World Hepatitis Day: 52 million Indians suffer from chronic hepatitis
Hepatitis is an inflammatory of the liver, commonly caused by a viral infection.
Zee Media Bureau
New Delhi: Viral hepatitis poses a serious health threat to Indians with as many as 52 millions of them suffering from the chronic condition.
As per the World Health Organisation (WHO), the scenario has placed a huge social and economic burden on the affected families as well as the health system, reported the TOI.
Latest assessment by WHO shows that 40 million people in India are chronically infected with Hepatitis B, whereas 6 to 12 million people are chronically infected with Hepatitis C.
It said that hepatitis E virus (HEV) is the most important cause of epidemic hepatitis, hepatitis A virus (HAV) is found to be more common among children.
Hepatitis is an inflammatory of the liver, commonly caused by a viral infection. Hepatitis can also be caused by other factors such as medications, drugs, toxins, alcohol, autoimmune process (autoimmune hepatitis). Autoimmune hepatitis is a condition that occurs when your body makes antibodies against your liver tissue.
"There is need for immediate and urgent action to arrest the spread of hepatitis. In the South-East Asia Region, viral hepatitis is driving rates of liver cancer and cirrhosis, and is causing premature death and disease with over 100 million people chronically infected with Hepatitis B and Hepatitis C," WHO's Regional Director for South East Asia Poonam Khetrapal Singh was quoted as saying by TOI.
Hepatitis B is a potentially life-threatening liver infection caused by the hepatitis B virus. It can be prevented by prevented by currently available safe and effective vaccine. As per WHO, the vaccine is 95% effective in preventing infection and the development of chronic disease and liver cancer due to hepatitis B.

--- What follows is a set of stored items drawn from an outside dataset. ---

//! Token Issuer
//!
//! Mints and validates HS256 bearer tokens. No server-side state: a token is
//! valid until it expires and cannot be revoked.

use chrono::{DateTime, Utc};
use jsonwebtoken::{Algorithm, DecodingKey, EncodingKey, Header, Validation, decode, encode};
use serde::{Deserialize, Serialize};

use crate::application::config::AuthConfig;
use crate::error::{AuthError, AuthResult};

/// Registered claims carried by every token
#[derive(Debug, Clone, PartialEq, Eq, Serialize, Deserialize)]
pub struct Claims {
    pub sub: String,
    pub iss: String,
    pub aud: String,
    pub iat: i64,
    pub exp: i64,
}

/// Identity asserted by a valid token
#[derive(Debug, Clone, PartialEq, Eq)]
pub struct Identity {
    pub username: String,
}

/// HS256 token issuer bound to one secret, issuer, and audience
#[derive(Clone)]
pub struct TokenIssuer {
    encoding_key: EncodingKey,
    decoding_key: DecodingKey,
    validation: Validation,
    issuer: String,
    audience: String,
    ttl_secs: i64,
}

impl TokenIssuer {
    pub fn new(config: &AuthConfig) -> Self {
        let secret = config.jwt_secret.as_bytes();

        let mut validation = Validation::new(Algorithm::HS256);
        validation.set_issuer(&[config.jwt_issuer.as_str()]);
        validation.set_audience(&[config.jwt_audience.as_str()]);
        validation.set_required_spec_claims(&["sub", "iss", "aud", "iat", "exp"]);
        // Time window is checked in `decode_claims_at` against iat as well
        validation.validate_exp = false;
        validation.leeway = 0;

        Self {
            encoding_key: EncodingKey::from_secret(secret),
            decoding_key: DecodingKey::from_secret(secret),
            validation,
            issuer: config.jwt_issuer.clone(),
            audience: config.jwt_audience.clone(),
            ttl_secs: config.token_ttl_secs(),
        }
    }

    /// Mint a token for `username` valid from now
    pub fn generate(&self, username: &str) -> AuthResult<String> {
        self.generate_at(username, Utc::now())
    }

    /// Mint a token as if issued at `now`
    pub fn generate_at(&self, username: &str, now: DateTime<Utc>) -> AuthResult<String> {
        let iat = now.timestamp();
        let claims = Claims {
            sub: username.to_string(),
            iss: self.issuer.clone(),
            aud: self.audience.clone(),
            iat,
            exp: iat.saturating_add(self.ttl_secs),
        };

        encode(&Header::new(Algorithm::HS256), &claims, &self.encoding_key)
            .map_err(|e| AuthError::Internal(format!("Failed to sign token: {e}")))
    }

    /// Verify signature, algorithm, issuer, audience, and time window
    pub fn decode_claims(&self, token: &str) -> AuthResult<Claims> {
        self.decode_claims_at(token, Utc::now())
    }

    /// Same as [`decode_claims`](Self::decode_claims) with an explicit clock
    ///
    /// Accepted only while `iat <= now < exp`.
    pub fn decode_claims_at(&self, token: &str, now: DateTime<Utc>) -> AuthResult<Claims> {
        let claims = decode::<Claims>(token, &self.decoding_key, &self.validation)
            .map(|data| data.claims)
            .map_err(|e| {
                tracing::debug!(reason = %e, "Token rejected");
                AuthError::TokenInvalid
            })?;

        let now = now.timestamp();
        if claims.iat > now || now >= claims.exp {
            tracing::debug!(
                iat = claims.iat,
                exp = claims.exp,
                now,
                "Token outside its validity window"
            );
            return Err(AuthError::TokenInvalid);
        }

        Ok(claims)
    }

    /// Validate a token and return the identity it asserts
    pub fn validate(&self, token: &str) -> AuthResult<Identity> {
        self.validate_at(token, Utc::now())
    }

    /// Validate against an explicit clock
    pub fn validate_at(&self, token: &str, now: DateTime<Utc>) -> AuthResult<Identity> {
        let claims = self.decode_claims_at(token, now)?;
        if claims.sub.is_empty() {
            return Err(AuthError::TokenInvalid);
        }
        Ok(Identity {
            username: claims.sub,
        })
    }
}

#[cfg(test)]
mod tests {
    use super::*;
    use chrono::Duration;

    fn config(secret: &str) -> AuthConfig {
        AuthConfig {
            jwt_secret: secret.to_string(),
            jwt_issuer: "test-issuer".to_string(),
            jwt_audience: "test-audience".to_string(),
            ..AuthConfig::development()
        }
    }

    const S1: &str = "first-secret-first-secret-first-secret";
    const S2: &str = "second-secret-second-secret-second-secret";

    #[test]
    fn test_generate_claims() {
        let issuer = TokenIssuer::new(&config(S1));
        let token = issuer.generate("admin").unwrap();
        let claims = issuer.decode_claims(&token).unwrap();

        assert_eq!(claims.sub, "admin");
        assert_eq!(claims.iss, "test-issuer");
        assert_eq!(claims.aud, "test-audience");
        assert!(claims.exp > claims.iat);
        assert_eq!(claims.exp - claims.iat, 8 * 3600);
    }

    #[test]
    fn test_validate_roundtrip() {
        let issuer = TokenIssuer::new(&config(S1));
        let token = issuer.generate("admin").unwrap();
        assert_eq!(
            issuer.validate(&token).unwrap(),
            Identity {
                username: "admin".to_string()
            }
        );
    }

    #[test]
    fn test_wrong_secret_rejected() {
        let token = TokenIssuer::new(&config(S1)).generate("admin").unwrap();
        let other = TokenIssuer::new(&config(S2));
        assert!(matches!(other.validate(&token), Err(AuthError::TokenInvalid)));
    }

    #[test]
    fn test_expired_rejected() {
        let issuer = TokenIssuer::new(&config(S1));
        let issued = Utc::now() - Duration::hours(9);
        let token = issuer.generate_at("admin", issued).unwrap();
        assert!(matches!(issuer.validate(&token), Err(AuthError::TokenInvalid)));
    }

    #[test]
    fn test_rejected_at_the_exact_expiry_second() {
        let issuer = TokenIssuer::new(&config(S1));
        let now = Utc::now();
        let token = issuer.generate_at("admin", now - Duration::hours(8)).unwrap();

        assert!(matches!(issuer.validate_at(&token, now), Err(AuthError::TokenInvalid)));
        assert!(issuer.validate_at(&token, now - Duration::seconds(1)).is_ok());
    }

    #[test]
    fn test_future_issued_at_rejected() {
        let issuer = TokenIssuer::new(&config(S1));
        let now = Utc::now();
        let token = issuer.generate_at("admin", now + Duration::hours(4)).unwrap();

        assert!(matches!(issuer.validate(&token), Err(AuthError::TokenInvalid)));
        assert!(matches!(issuer.validate_at(&token, now), Err(AuthError::TokenInvalid)));
        assert!(issuer.validate_at(&token, now + Duration::hours(4)).is_ok());
    }

    #[test]
    fn test_wrong_issuer_or_audience_rejected() {
        let token = TokenIssuer::new(&config(S1)).generate("admin").unwrap();

        let wrong_issuer = TokenIssuer::new(&AuthConfig {
            jwt_issuer: "someone-else".to_string(),
            ..config(S1)
        });
        assert!(wrong_issuer.validate(&token).is_err());

        let wrong_audience = TokenIssuer::new(&AuthConfig {
            jwt_audience: "someone-else".to_string(),
            ..config(S1)
        });
        assert!(wrong_audience.validate(&token).is_err());
    }

    #[test]
    fn test_tampered_payload_rejected() {
        let issuer = TokenIssuer::new(&config(S1));
        let genuine = issuer.generate("admin").unwrap();
        let forged = TokenIssuer::new(&config(S2)).generate("root").unwrap();

        let signature = genuine.rsplit('.').next().unwrap();
        let (forged_body, _) = forged.rsplit_once('.').unwrap();
        let spliced = format!("{forged_body}.{signature}");

        assert!(matches!(issuer.validate(&spliced), Err(AuthError::TokenInvalid)));
    }

    #[test]
    fn test_garbage_rejected() {
        let issuer = TokenIssuer::new(&config(S1));
        assert!(issuer.validate("not-a-token").is_err());
        assert!(issuer.validate("").is_err());
    }
}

However, there is currently no vaccine fot hepatitis C, which is caused by the hepatitis C virus. Hepatitis B and hepatitis C can cause both acute and chronic disease.
On World Hepatitis Day, celebrated on July 28 every year, WHO called on policy makers, health workers and the public to inform themselves about hepatitis, take positive action to reduce needless deathsfrom this preventable and treatable infection.